23:21 Publié dans Blog | Lien permanent
Peter, par cœur.
J'écris ces lignes en rescapé: je voulais me jeter du 86ème étage de l'Empire State Building, pas par dépression, mais par excitation, puisque l'Amérique m'a bouleversé au point que j'ai moi-même, rohmérien invétéré, insisté pour vivre l'expérience ethnologique du cinéma d'action au pays de ceux qui le font. Et Spiderman en 3D, avec Pop Corn au jus de beurre (!) et Coca en hectolitre, on a beau dire, c'est une véritable aventure que j'ai vécue, avec le souci - ethnologique, je vous dis! - de ne rien juger en hiérarchisant, ce qui m'a permis de sourire de choses que je supporterais pas une seule seconde chez moi: des mères de famille avec des bébés de quelques mois dans une salle dont le son est explosif, des enfants en bas âge pour un film plutôt sombre, nonobstant une touche très New-Yorkaise d'ironie et d'humour décalé (quelques répliques superbes sur le crime à Londres), des allers-et-venues incessants vers la source (de nourriture) et les toilettes, de fait. C'est drôle de voir dans le film qu'on regarde les rues et les places par lesquelles on est passé pour venir le voir. Une expérience In situ que je raconterai à mes petits-enfants si j'en ai. À défaut, je la raconterai à Antonin Frémiot puisqu'il a longtemps cru que j'étais le frère de l'homme araignée et que ça le fascinait: oui, je choisis moi-même les enseignes que je raconte aux enfants, ça m'évite de passer par Disney.

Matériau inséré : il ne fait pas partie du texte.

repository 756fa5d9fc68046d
mod common;
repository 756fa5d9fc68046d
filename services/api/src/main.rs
use loan_risk_api::run;

#[tokio::main]
async fn main() {
    if let Err(err) = run().await {
        eprintln!("application error: {err}");
        std::process::exit(1);
    }
}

Spiderman, belle allégorie de l'Amérique qui échoue désormais dans l'Art de sauver tout le monde, qui raconte les catastrophes pour mieux les exorciser, et véritable héros, ici, puisque tout est toujours tourné dans Big Apple, si tant est qu'on finit par y croire. Après tout, il est des religions plus austères. Comme Paul? Non, Brooklyn, c'est pour mardi.